Osteoarthritis is a musculoskeletal disease that affects all the structures comprising the joint, especially cartilage, and most frequently involves the knee joint. Major factors involved in the onset and progression of the disease include advanced age, female gender, obesity, trauma, and genetic factors [21]. In the process of OA, the first change occurring in the cartilage matrix is the formation of soft and swollen cartilage due to increased water content. This condition results from the inability of the loosened collagen network to resist the osmotic pressure created by aggrecans. Hence, in the very early stages of OA, an increase in cartilage thickness is detected, while in fully developed and advanced OA, erosion and thinning or loss of joint cartilage occur [27,28,29]. Cartilage thickness measurement is an important method used in both the initial stage and the determination of the progression of OA. Previous studies have reported that the FCT measured by ultrasound correlates with the cartilage thickness evaluated macroscopically and with histological measurement results [30,31,32]. In studies evaluating experimental knee OA created in rabbits, Calve et al. found swelling in the knee cartilage in the early stage of OA using MRI [33, 34]. In a study evaluating FCT with ultrasound in patients with pes planus, an increase was detected in the patient group. This increase was suggested to be due to cartilage edema appearing in the early stages of OA [24]. Similarly, in studies conducted on patients with polycystic ovary syndrome, increased FCT was found [25, 35]. In our recent study evaluating FCT in patients with seborrheic dermatitis, we similarly found that cartilage thickness increased seborrheic dermatitis patients [36]. In these studies, similar to ours, the study population predominantly consisted of young adults, and the increase in FCT was attributed to tissue deterioration occurring in the very early phases of OA [24, 25, 35, 36].

The limitations of this study comprise the brief duration of follow-up, the lack of direct radiographic or MRI assessment for evaluating OA, the omission of assessing joints beyond the knee, and the absence of examination regarding the intra- or inter-observer reliability of ultrasound findings.
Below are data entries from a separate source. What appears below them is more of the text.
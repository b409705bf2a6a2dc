//! Type definition files.
//!
//! ```toml
//! [[types]]
//! name = "person"
//! addFields = [
//!   { name = "title", type = "string", required = true },
//!   { name = "born", type = "date" },
//! ]
//!
//! [[types]]
//! name = "author"
//! extends = "person"
//! addFields = [{ name = "_books", type = "joinByArray", withType = "book", idsField = "bookIds" }]
//! ```

use std::collections::HashMap;
use std::path::Path;

use anyhow::{Context, Result, bail};
use indexmap::IndexMap;
use schemata_schema::{ComposeSpec, Schema, Schemas};
use serde::Deserialize;

#[derive(Debug, Default, Deserialize)]
pub struct Definition {
    #[serde(default)]
    pub types: Vec<TypeDefinition>,
}

/// One content type: composition options, optionally refining another type's schema.
#[derive(Debug, Deserialize)]
pub struct TypeDefinition {
    pub name: String,
    #[serde(default)]
    pub extends: Option<String>,
    #[serde(flatten)]
    pub compose: ComposeSpec,
}

impl Definition {
    pub fn load(path: &Path) -> Result<Self> {
        let content = std::fs::read_to_string(path)
            .with_context(|| format!("Failed to read definition file: {}", path.display()))?;
        Self::parse(&content).with_context(|| format!("Invalid definition file: {}", path.display()))
    }

    pub fn parse(content: &str) -> Result<Self> {
        let definition: Definition = toml::from_str(content)?;
        let mut seen: Vec<&str> = Vec::new();
        for ty in &definition.types {
            if seen.contains(&ty.name.as_str()) {
                bail!("Type \"{}\" is defined more than once", ty.name);
            }
            seen.push(ty.name.as_str());
        }
        Ok(definition)
    }

    /// Composes every type, parents before the types extending them. The result keeps
    /// definition order.
    pub fn compose_all(&self, schemas: &Schemas) -> Result<IndexMap<String, Schema>> {
        let by_name: HashMap<&str, &TypeDefinition> =
            self.types.iter().map(|ty| (ty.name.as_str(), ty)).collect();
        let mut composed: HashMap<String, Schema> = HashMap::new();
        for ty in &self.types {
            compose_type(ty, &by_name, schemas, &mut composed, &mut Vec::new())?;
        }
        Ok(self
            .types
            .iter()
            .filter_map(|ty| composed.remove_entry(&ty.name))
            .collect())
    }
}

fn compose_type<'d>(
    ty: &'d TypeDefinition,
    by_name: &HashMap<&str, &'d TypeDefinition>,
    schemas: &Schemas,
    composed: &mut HashMap<String, Schema>,
    visiting: &mut Vec<&'d str>,
) -> Result<()> {
    if composed.contains_key(&ty.name) {
        return Ok(());
    }
    if visiting.contains(&ty.name.as_str()) {
        bail!("Type \"{}\" extends itself through {}", ty.name, visiting.join(" -> "));
    }
    visiting.push(ty.name.as_str());

    let schema = match ty.extends.as_deref() {
        Some(parent) => {
            let parent_def = by_name
                .get(parent)
                .with_context(|| format!("Type \"{}\" extends unknown type \"{parent}\"", ty.name))?;
            compose_type(parent_def, by_name, schemas, composed, visiting)?;
            let parent_schema = composed
                .get(parent)
                .with_context(|| format!("Type \"{parent}\" was not composed"))?;
            schemas.refine(parent_schema, &ty.compose)
        }
        None => schemas.compose(&ty.compose),
    }
    .with_context(|| format!("Failed to compose type \"{}\"", ty.name))?;

    visiting.pop();
    composed.insert(ty.name.clone(), schema);
    Ok(())
}

#[cfg(test)]
mod tests {
    use std::sync::Arc;

    use schemata_db_memory::MemoryManagers;

    use super::*;

    const LIBRARY: &str = r#"
[[types]]
name = "author"
extends = "person"
addFields = [{ name = "_books", type = "joinByArray", withType = "book", idsField = "bookIds" }]
removeFields = ["born"]

[[types]]
name = "person"
addFields = [
  { name = "title", type = "string", required = true },
  { name = "born", type = "date" },
  { name = "rating", type = "integer", min = 1, max = 5 },
]
groupFields = [{ name = "basics", label = "Basics", fields = ["title", "rating"] }]
"#;

    fn schemas() -> Schemas {
        let managers: Arc<MemoryManagers> = MemoryManagers::new();
        Schemas::builder(managers).build()
    }

    fn names(schema: &Schema) -> Vec<&str> {
        schema.iter().map(|f| f.name.as_str()).collect()
    }

    #[test]
    fn test_compose_with_extends() {
        let definition = Definition::parse(LIBRARY).unwrap();
        let types = definition.compose_all(&schemas()).unwrap();

        assert_eq!(types.keys().collect::<Vec<_>>(), ["author", "person"]);
        assert_eq!(names(&types["person"]), ["basics", "born", "title", "rating"]);
        let author = &types["author"];
        assert!(names(author).contains(&"_books"));
        assert!(!names(author).contains(&"born"));
        let rating = author.iter().find(|f| f.name == "rating").unwrap();
        assert_eq!(rating.max, Some(5.0));
    }

    #[test]
    fn test_duplicate_type_rejected() {
        let err = Definition::parse("[[types]]\nname = \"a\"\n[[types]]\nname = \"a\"\n").unwrap_err();
        assert!(err.to_string().contains("more than once"));
    }

    #[test]
    fn test_extends_cycle_and_unknown_parent() {
        let cyclic = Definition::parse(
            "[[types]]\nname = \"a\"\nextends = \"b\"\n[[types]]\nname = \"b\"\nextends = \"a\"\n",
        )
        .unwrap();
        let err = cyclic.compose_all(&schemas()).unwrap_err();
        assert!(err.to_string().contains("extends itself"));

        let orphan = Definition::parse("[[types]]\nname = \"a\"\nextends = \"zzz\"\n").unwrap();
        assert!(orphan.compose_all(&schemas()).is_err());
    }
}
//! Record id generation and sanitization.

use std::sync::LazyLock;

use serde_json::Value;

use crate::error::{CoreError, Result};

/// Ids are restricted to word characters and dashes (generated ids are UUIDs).
static ID_REGEX: LazyLock<regex::Regex> =
    LazyLock::new(|| regex::Regex::new(r"^[A-Za-z0-9_\-]{1,64}$").expect("Invalid id regex"));

/// Generate a fresh record id.
pub fn generate_id() -> String {
    uuid::Uuid::new_v4().to_string()
}

/// Validate an id, returning an error naming the offending value.
pub fn validate_id(id: &str) -> Result<()> {
    if ID_REGEX.is_match(id) {
        Ok(())
    } else {
        Err(CoreError::invalid_id(id))
    }
}

/// Sanitize a single untrusted id. Numbers are accepted in their decimal form.
pub fn sanitize_id(value: Option<&Value>) -> Option<String> {
    let candidate = match value? {
        Value::String(s) => s.trim().to_string(),
        Value::Number(n) => n.to_string(),
        _ => return None,
    };
    validate_id(&candidate).ok().map(|_| candidate)
}

/// Sanitize a list of untrusted ids, dropping invalid entries and duplicates.
///
/// Anything other than an array yields an empty list.
pub fn sanitize_ids(value: Option<&Value>) -> Vec<String> {
    let Some(Value::Array(items)) = value else {
        return Vec::new();
    };
    let mut ids: Vec<String> = Vec::with_capacity(items.len());
    for item in items {
        if let Some(id) = sanitize_id(Some(item))
            && !ids.contains(&id)
        {
            ids.push(id);
        }
    }
    ids
}

#[cfg(test)]
mod tests {
    use super::*;
    use serde_json::json;

    #[test]
    fn test_generate_id_is_valid() {
        let id = generate_id();
        assert!(validate_id(&id).is_ok());
        assert_ne!(id, generate_id());
    }

    #[test]
    fn test_sanitize_id() {
        assert_eq!(sanitize_id(Some(&json!(" abc-1 "))), Some("abc-1".to_string()));
        assert_eq!(sanitize_id(Some(&json!(42))), Some("42".to_string()));
        assert_eq!(sanitize_id(Some(&json!("has space"))), None);
        assert_eq!(sanitize_id(Some(&json!({"$ne": 1}))), None);
        assert_eq!(sanitize_id(None), None);
    }

    #[test]
    fn test_sanitize_ids() {
        let ids = sanitize_ids(Some(&json!(["a", "b", "a", "<script>", 7])));
        assert_eq!(ids, vec!["a", "b", "7"]);
        assert!(sanitize_ids(Some(&json!("a"))).is_empty());
        assert!(sanitize_ids(None).is_empty());
    }
}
In conclusion, we believe that the increase in FCT observed after short-term isotretinoin treatment might be an indication of very early-stage OA. Our study population consists of young patients, a demographic where OA is rarely seen. Isotretinoin may be initiating the first hit in the development of OA in these patients. To support this hypothesis, more extensive studies with longer follow-up periods are needed, where patients using isotretinoin are re-evaluated at older ages.